Stress: Are we coping?

This content mentions anxiety, depression and trauma, which some people may find triggering.

Mental Health Awareness Week is a time to ask big questions. Here is a BIG question that keeps me awake at night: what is the single greatest thing we could do to prevent mental health problems?

Many of you reading this will have gone through periods of mental ill-health or walked through it with the person you love most. I know I have. And that's why there is an urgency to find answers. I think this generation has a window of opportunity to call for change and to discover a new way forward.

As a species, we've been around for 200,000 years. For most of that time, mental health has not been on our radar. Too busy surviving. But we are starting to understand that mental health is essential to make life worth surviving.

Our big message

We will find out just how many of us are living with high levels of stress and what the triggers are. If we are anything like our friends in the USA, the findings could be troubling - Many Americans Stressed about Future of Our Nation, New APA Stress in America™ Survey Reveals.

Our message? We can't afford to under-estimate stress or avoid making the changes needed for a less toxic approach to living. In this blog, I want to explain why.

Stress big drivers car graphic

What is stress?

Stress is not a mental health problem itself. The stress response is a survival strategy to keep us safe. It was a vital adaption when looking to survive being eaten on the savannah.

Humans won the evolutionary game of thrones because when we sensed threat or danger, our amygdala (the part of our brain controlling emotions like fear and anxiety) switched on like a light. When that happens, the brain shuts down any unnecessary functions and hormones, like cortisol, and floods the blood with glucose, giving a power surge to the body’s muscles to respond in two ways: flight or fight.

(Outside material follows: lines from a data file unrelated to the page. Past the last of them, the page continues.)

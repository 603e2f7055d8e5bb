//! End-to-end tests against the live mock backend.
//!
//! # Design
//! Each test starts the mock server on a random port and drives the client
//! through the production transports: `ureq` for HTTP and tokio-tungstenite
//! for the realtime channel. Host surfaces are the recording ones from
//! `swordedge_core::testing`, except where a real directory is needed.

use std::sync::Arc;
use std::time::Duration;

use parking_lot::Mutex;
use serde_json::{json, Value};
use swordedge_core::host::{DirectoryStorage, KeyValueStore};
use swordedge_core::realtime::{CALIBRATE_EVENT, FRAME_EVENT};
use swordedge_core::testing::TestHost;
use swordedge_core::{ApiClient, ApiError, ChannelState, ClientConfig, LoginRequest, RequestOptions};

async fn spawn_backend() -> String {
    let listener = tokio::net::TcpListener::bind("127.0.0.1:0").await.unwrap();
    let addr = listener.local_addr().unwrap();
    tokio::spawn(mock_server::run(listener));
    format!("http://{addr}")
}

fn client(base: &str, host: &TestHost) -> ApiClient {
    ApiClient::new(ClientConfig::new(base), host.host())
}

fn recorder() -> (Arc<Mutex<Vec<u8>>>, swordedge_core::ProgressCallback) {
    let seen = Arc::new(Mutex::new(Vec::new()));
    let sink = Arc::clone(&seen);
    (seen, Arc::new(move |p| sink.lock().push(p)))
}

#[tokio::test]
async fn session_lifecycle_and_unauthorized_recovery() {
    let base = spawn_backend().await;
    let host = TestHost::new();
    let c = client(&base, &host);

    let login = c.auth().login(&LoginRequest::new("lee", "pw")).await.unwrap();
    assert_eq!(host.store.get("token"), Some(json!(login.token)));
    assert_eq!(host.store.get("userInfo").unwrap()["username"], "lee");

    let profile = c.auth().user_info().await.unwrap();
    assert_eq!(profile["id"], 1001);

    // The server revokes the token, but the stored copy is replaced to make
    // the next call carry a stale credential.
    host.store.set("token", json!("stale"));
    let err = c.auth().user_info().await.unwrap_err();
    assert_eq!(err.status_code(), Some(401));
    assert!(host.store.get("token").is_none());
    assert!(host.store.get("userInfo").is_none());
    assert_eq!(host.navigator.routes(), vec!["/pages/login/login".to_string()]);
    assert_eq!(
        host.notifier.messages(),
        vec!["Not logged in or session expired".to_string()]
    );
    assert_eq!(host.host().loading.active(), 0);
}

#[tokio::test]
async fn envelope_failures_over_http() {
    let base = spawn_backend().await;
    let host = TestHost::new();
    let c = client(&base, &host);

    let err = c.training().delete("999", RequestOptions::default()).await.unwrap_err();
    assert!(matches!(err, ApiError::Application { status: None, .. }));
    assert_eq!(err.message(), "training record not found");

    let err = c.plans().detail("999").await.unwrap_err();
    assert_eq!(err.message(), "plan not found");
    assert_eq!(err.raw().unwrap()["code"], 404);

    let records = c
        .training()
        .list(&json!({"type": "foil"}), RequestOptions::default())
        .await
        .unwrap();
    assert_eq!(records["data"].as_array().unwrap().len(), 1);

    assert_eq!(host.overlay.shows(), 3);
    assert_eq!(host.overlay.hides(), 3);
}

#[tokio::test]
async fn upload_starts_analysis_with_progress() {
    let base = spawn_backend().await;
    let host = TestHost::new();
    let c = client(&base, &host);

    let dir = tempfile::tempdir().unwrap();
    let video = dir.path().join("bout.mp4");
    std::fs::write(&video, vec![7u8; 200 * 1024]).unwrap();
    let (seen, progress) = recorder();

    let started = c
        .analysis()
        .start(&video, &[("athlete".to_string(), "lee".to_string())], Some(progress))
        .await
        .unwrap();
    assert_eq!(started["bytes"], 200 * 1024);
    assert_eq!(started["file_name"], "bout.mp4");

    let session_id = started["session_id"].as_str().unwrap();
    let status = c.analysis().status(session_id).await.unwrap();
    assert_eq!(status["status"], "completed");
    assert_eq!(status["fields"]["athlete"], "lee");

    let seen = seen.lock().clone();
    assert!(!seen.is_empty());
    assert!(seen.iter().all(|p| *p <= 100));
    assert_eq!(host.host().loading.active(), 0);
}

#[tokio::test]
async fn upload_keeps_awkward_file_names_intact() {
    let base = spawn_backend().await;
    let host = TestHost::new();
    let c = client(&base, &host);
    let dir = tempfile::tempdir().unwrap();

    let quoted = dir.path().join("bout \"final\".mp4");
    std::fs::write(&quoted, b"0123456789").unwrap();
    let started = c.analysis().start(&quoted, &[], None).await.unwrap();
    assert_eq!(started["file_name"], "bout \"final\".mp4");
    assert_eq!(started["bytes"], 10);

    let broken = dir.path().join("bout\r\nContent-Type: text\r\n\r\nx.mp4");
    std::fs::write(&broken, b"0123456789").unwrap();
    let started = c.analysis().start(&broken, &[], None).await.unwrap();
    assert_eq!(started["file_name"], "bout%0D%0AContent-Type: text%0D%0A%0D%0Ax.mp4");
    assert_eq!(started["bytes"], 10);
}

#[tokio::test]
async fn analyze_frame_uses_frame_field() {
    let base = spawn_backend().await;
    let host = TestHost::new();
    let dir = tempfile::tempdir().unwrap();
    let frame = dir.path().join("frame.jpg");
    std::fs::write(&frame, [0xFF, 0xD8, 0xFF]).unwrap();

    let value = client(&base, &host).analysis().analyze_frame(&frame).await.unwrap();
    assert_eq!(value["bytes"], 3);
}

#[tokio::test]
async fn download_saves_report() {
    let base = spawn_backend().await;
    let host = TestHost::new();
    let dir = tempfile::tempdir().unwrap();
    let mut wired = host.host();
    wired.storage = Arc::new(DirectoryStorage::new(dir.path()));
    let c = ApiClient::new(ClientConfig::new(&base), wired);
    let (seen, progress) = recorder();

    let path = c
        .download_file("/reports/s1/skeleton_yolo.mp4", Some(progress))
        .await
        .unwrap();

    assert!(path.starts_with(dir.path()));
    assert_eq!(
        std::fs::read(&path).unwrap(),
        mock_server::report_bytes("s1/skeleton_yolo.mp4")
    );
    assert_eq!(seen.lock().last().copied(), Some(100));
    assert_eq!(host.notifier.messages(), vec!["Download complete".to_string()]);
    assert_eq!(host.overlay.hides(), 1);
}

#[tokio::test]
async fn download_of_missing_resource_fails() {
    let base = spawn_backend().await;
    let host = TestHost::new();
    let err = client(&base, &host)
        .download_file("/missing/report.mp4", None)
        .await
        .unwrap_err();
    assert_eq!(err.status_code(), Some(404));
    assert_eq!(err.message(), "Download failed");
    assert!(host.files.saved().is_empty());
}

#[tokio::test]
async fn unreachable_backend_is_a_transport_error() {
    let listener = std::net::TcpListener::bind("127.0.0.1:0").unwrap();
    let addr = listener.local_addr().unwrap();
    drop(listener);

    let host = TestHost::new();
    let err = client(&format!("http://{addr}"), &host)
        .get("/api/settings", &Value::Null, RequestOptions::default())
        .await
        .unwrap_err();
    assert!(err.is_transport());
    assert_eq!(err.message(), "Network request failed");
    assert_eq!(host.host().loading.active(), 0);
}

#[tokio::test]
async fn realtime_channel_round_trip() {
    let base = spawn_backend().await;
    let host = TestHost::new();
    let c = client(&base, &host);
    c.auth().login(&LoginRequest::new("lee", "pw")).await.unwrap();

    let channel = c.realtime();
    let (tx, mut rx) = tokio::sync::mpsc::unbounded_channel();
    channel.on_message(move |message| {
        let _ = tx.send(message.clone());
    });

    channel.connect().await.unwrap();
    assert_eq!(channel.state(), ChannelState::Connected);

    let first = tokio::time::timeout(Duration::from_secs(5), rx.recv())
        .await
        .unwrap()
        .unwrap();
    assert_eq!(first.event, FRAME_EVENT);
    assert_eq!(first.data["authenticated"], true);

    assert!(channel.send(json!({"zero": true})));
    let ack = tokio::time::timeout(Duration::from_secs(5), rx.recv())
        .await
        .unwrap()
        .unwrap();
    assert_eq!(ack.event, format!("{CALIBRATE_EVENT}_ack"));
    assert_eq!(ack.data["echo"], json!({"zero": true}));

    channel.close();
    assert_eq!(channel.state(), ChannelState::Closed);
    assert!(!channel.send(json!({})));
}

#[tokio::test]
async fn realtime_handshake_uses_the_token_stored_at_connect_time() {
    let base = spawn_backend().await;
    let host = TestHost::new();
    let c = client(&base, &host);

    let channel = c.realtime();
    let (tx, mut rx) = tokio::sync::mpsc::unbounded_channel();
    channel.on_message(move |message| {
        let _ = tx.send(message.clone());
    });
    c.auth().login(&LoginRequest::new("lee", "pw")).await.unwrap();

    channel.connect().await.unwrap();
    let first = tokio::time::timeout(Duration::from_secs(5), rx.recv())
        .await
        .unwrap()
        .unwrap();
    assert_eq!(first.event, FRAME_EVENT);
    assert_eq!(first.data["authenticated"], true);
    channel.close();
}
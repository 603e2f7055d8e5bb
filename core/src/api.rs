//! Endpoint groups of the training backend.
//!
//! Each group borrows the client and forwards to the pipeline or the
//! transfer subsystem with the backend's paths. Payloads the pages interpret
//! stay untyped.

use std::path::PathBuf;

use serde_json::{json, Value};
use tracing::info;

use crate::client::{ApiClient, RequestOptions};
use crate::error::ApiError;
use crate::transfer::{ProgressCallback, UploadTask};
use crate::types::{CoachFeedbackRequest, LoginRequest, LoginResponse, SkeletonVideoRequest};

impl ApiClient {
    pub fn auth(&self) -> Auth<'_> {
        Auth { client: self }
    }

    pub fn analysis(&self) -> Analysis<'_> {
        Analysis { client: self }
    }

    pub fn coach(&self) -> Coach<'_> {
        Coach { client: self }
    }

    pub fn training(&self) -> Training<'_> {
        Training { client: self }
    }

    pub fn plans(&self) -> Plans<'_> {
        Plans { client: self }
    }

    pub fn community(&self) -> Community<'_> {
        Community { client: self }
    }

    pub fn monitor(&self) -> Monitor<'_> {
        Monitor { client: self }
    }

    pub fn settings(&self) -> Settings<'_> {
        Settings { client: self }
    }
}

fn no_params() -> Value {
    Value::Null
}

/// Login, registration and the user profile.
pub struct Auth<'a> {
    client: &'a ApiClient,
}

impl Auth<'_> {
    /// Log in and store the token and profile for later requests.
    pub async fn login(&self, credentials: &LoginRequest) -> Result<LoginResponse, ApiError> {
        let value = self
            .client
            .post("/api/login", credentials, RequestOptions::default())
            .await?;
        let response: LoginResponse = serde_json::from_value(value).map_err(|e| {
            let err = ApiError::local("Unexpected login response", e);
            self.client.surface(&err);
            err
        })?;

        let config = self.client.config();
        let store = &self.client.host().store;
        store.set(&config.token_key, Value::String(response.token.clone()));
        store.set(&config.user_info_key, response.user_info.clone());
        info!(username = %credentials.username, "logged in");
        Ok(response)
    }

    pub async fn register(&self, data: &Value) -> Result<Value, ApiError> {
        self.client.post("/api/register", data, RequestOptions::default()).await
    }

    /// Log out. Stored credentials are cleared whatever the backend says.
    pub async fn logout(&self) -> Result<Value, ApiError> {
        let outcome = self
            .client
            .post("/api/logout", &no_params(), RequestOptions::default())
            .await;
        let config = self.client.config();
        let store = &self.client.host().store;
        store.remove(&config.token_key);
        store.remove(&config.user_info_key);
        outcome
    }

    pub async fn user_info(&self) -> Result<Value, ApiError> {
        self.client.get("/api/user/info", &no_params(), RequestOptions::default()).await
    }

    pub async fn update_user_info(&self, data: &Value) -> Result<Value, ApiError> {
        self.client.post("/api/user/update", data, RequestOptions::default()).await
    }
}

/// Video and frame analysis.
pub struct Analysis<'a> {
    client: &'a ApiClient,
}

impl Analysis<'_> {
    /// Upload a bout video and start an analysis session.
    pub async fn start(
        &self,
        video: impl Into<PathBuf>,
        extra_fields: &[(String, String)],
        on_progress: Option<ProgressCallback>,
    ) -> Result<Value, ApiError> {
        let mut task = UploadTask::new("/api/start_analysis", video).field("video");
        task.extra_fields = extra_fields.to_vec();
        task.on_progress = on_progress;
        self.client.upload_file(task).await
    }

    pub async fn status(&self, session_id: &str) -> Result<Value, ApiError> {
        self.client
            .get(
                &format!("/api/analysis_status/{session_id}"),
                &no_params(),
                RequestOptions::default(),
            )
            .await
    }

    pub async fn skeleton_video(&self, session_id: &str) -> Result<Value, ApiError> {
        let body = SkeletonVideoRequest {
            session_id: session_id.to_string(),
        };
        self.client
            .post("/api/generate_skeleton_video", &body, RequestOptions::default())
            .await
    }

    pub async fn analyze_frame(&self, frame: impl Into<PathBuf>) -> Result<Value, ApiError> {
        let task = UploadTask::new("/api/analyze_frame", frame).field("frame");
        self.client.upload_file(task).await
    }
}

pub struct Coach<'a> {
    client: &'a ApiClient,
}

impl Coach<'_> {
    pub async fn feedback(&self, request: &CoachFeedbackRequest) -> Result<Value, ApiError> {
        self.client
            .post("/api/get_coach_feedback", request, RequestOptions::default())
            .await
    }
}

/// Training records.
pub struct Training<'a> {
    client: &'a ApiClient,
}

impl Training<'_> {
    pub async fn list(&self, params: &Value, options: RequestOptions) -> Result<Value, ApiError> {
        self.client.get("/api/training/list", params, options).await
    }

    pub async fn detail(&self, id: &str, options: RequestOptions) -> Result<Value, ApiError> {
        self.client
            .get(&format!("/api/training/detail/{id}"), &json!({}), options)
            .await
    }

    pub async fn delete(&self, id: &str, options: RequestOptions) -> Result<Value, ApiError> {
        self.client
            .post(&format!("/api/training/delete/{id}"), &json!({}), options)
            .await
    }

    pub async fn stats(&self, params: &Value, options: RequestOptions) -> Result<Value, ApiError> {
        self.client.get("/api/training/stats", params, options).await
    }
}

pub struct Plans<'a> {
    client: &'a ApiClient,
}

impl Plans<'_> {
    pub async fn list(&self) -> Result<Value, ApiError> {
        self.client.get("/api/plans/list", &no_params(), RequestOptions::default()).await
    }

    pub async fn detail(&self, id: &str) -> Result<Value, ApiError> {
        self.client
            .get(&format!("/api/plans/detail/{id}"), &no_params(), RequestOptions::default())
            .await
    }

    pub async fn create(&self, plan: &Value) -> Result<Value, ApiError> {
        self.client.post("/api/plans/create", plan, RequestOptions::default()).await
    }

    pub async fn progress(&self, id: &str, progress: &Value) -> Result<Value, ApiError> {
        self.client
            .post(&format!("/api/plans/progress/{id}"), progress, RequestOptions::default())
            .await
    }
}

pub struct Community<'a> {
    client: &'a ApiClient,
}

impl Community<'_> {
    pub async fn feed(&self, params: &Value) -> Result<Value, ApiError> {
        self.client.get("/api/community/feed", params, RequestOptions::default()).await
    }

    pub async fn publish(&self, post: &Value) -> Result<Value, ApiError> {
        self.client.post("/api/community/publish", post, RequestOptions::default()).await
    }

    pub async fn like(&self, id: &str) -> Result<Value, ApiError> {
        self.client
            .post(&format!("/api/community/like/{id}"), &no_params(), RequestOptions::default())
            .await
    }

    pub async fn comment(&self, id: &str, comment: &Value) -> Result<Value, ApiError> {
        self.client
            .post(&format!("/api/community/comment/{id}"), comment, RequestOptions::default())
            .await
    }
}

/// Live monitoring control. The telemetry itself arrives on the realtime
/// channel.
pub struct Monitor<'a> {
    client: &'a ApiClient,
}

impl Monitor<'_> {
    pub async fn snapshot(&self) -> Result<Value, ApiError> {
        self.client
            .get("/api/monitor/realtime", &no_params(), RequestOptions::default())
            .await
    }

    pub async fn start(&self, data: &Value, options: RequestOptions) -> Result<Value, ApiError> {
        self.client.post("/api/monitor/start", data, options).await
    }

    pub async fn stop(&self, data: &Value, options: RequestOptions) -> Result<Value, ApiError> {
        self.client.post("/api/monitor/stop", data, options).await
    }
}

pub struct Settings<'a> {
    client: &'a ApiClient,
}

impl Settings<'_> {
    pub async fn get(&self) -> Result<Value, ApiError> {
        self.client.get("/api/settings", &no_params(), RequestOptions::default()).await
    }

    pub async fn update(&self, settings: &Value) -> Result<Value, ApiError> {
        self.client.post("/api/settings/update", settings, RequestOptions::default()).await
    }

    pub async fn export(&self) -> Result<Value, ApiError> {
        self.client.get("/api/settings/export", &no_params(), RequestOptions::default()).await
    }
}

The social scientist Michael Marmot describes stress as what happens when we can't control what is happening to us. And today, our brain cannot distinguish between a lion’s menacing presence and the affront of a rude person who pushes past you in the queue. The physiological response is the same. Many of us are triggering our stress response repeatedly every day – day in, day out.

It leads to what the experts call the allostatic overload. Instead of out-witting the lion and then retreating to a nearby cave, repeated stressful events is like being chased all day by a lion on repeat. Sound like one of your days? It turns out that this is very bad for us. It makes us sick.

What does stress do to us?

Researchers at the Yale Stress Center found that when stress becomes a way of life - rushing from pillar to post (reading emails as you fly past) - the prefrontal cortex part of our brain begins to shut down and even reduces in size. The prefrontal cortex is the most recently evolved part of our brains – it regulates our amygdala, blood pressure and heart beat but also enables us to learn, plan, concentrate and make judgements.

Chronic stress increases our risk of addictive and destructive behaviour, of developing anxiety, depression and other mental health problems. It can also increase risks of physical health problems including heart disease, insomnia, muscle pain and damages our immune system...the list goes on. Stress has also been linked to cancer, both through increasing inflammation in the body which can aid in the spread of cancer, and through greater risk of central obesity. Interestingly, it is our perception of stress in our lives added to actual stressful event that predicts its impact on us.

We also know that exposure to trauma will produce long-term effects. A summary of the available evidence by Professor Mark Edwards in Mental Elf recently found that the stress of emotional neglect is a causal factor behind the development of a condition called functional neurological disorder. In other words, if you can prevent the stressful event, you can prevent the onset of ill-health.

In one of life's bitter ironies, our stress response - which has done so much to keep us alive - now threatens to drastically reduce the quality of our lives.

Stress society trees graphic

Society and stress

The type of society we live in affects our mental health. The less frenetic, the kinder, fairer and more creative, the better for human flourishing.

I was staggered to read Brigid Schulte's assertion in her excellent book Overwhelmed that, every second, the world's email users are writing the equivalent of 16,000 copies of the complete works of Shakespeare. Never before in the course of human history has so much information been spewed in our direction. When the demand for our attention outstrips the supply of time, stress is the result.

What is equally alarming is that stress does not fall equally among us. Marmot's famous study of the health of the UK civil service found that health outcomes improved at every level as you went up the hierarchy. Status Syndrome debunks the myth that it is tough at the top.

Marmot demonstrates that power and resources protect you from stress and its impact. The lower your place on the social hierarchy, the more vulnerable you are to the impact of stress. In fact, you can plot a person’s life expectancy by using the postcode of where somewhere lives. Talk about a postcode lottery.

Final thought

21st-century life holds many opportunities for us. Life will always have its challenges and no-one wants to go back to living in caves. But unless we step back and find alternative approaches to a life of repeated stressful events, we can’t expect the tide of poor mental health to turn.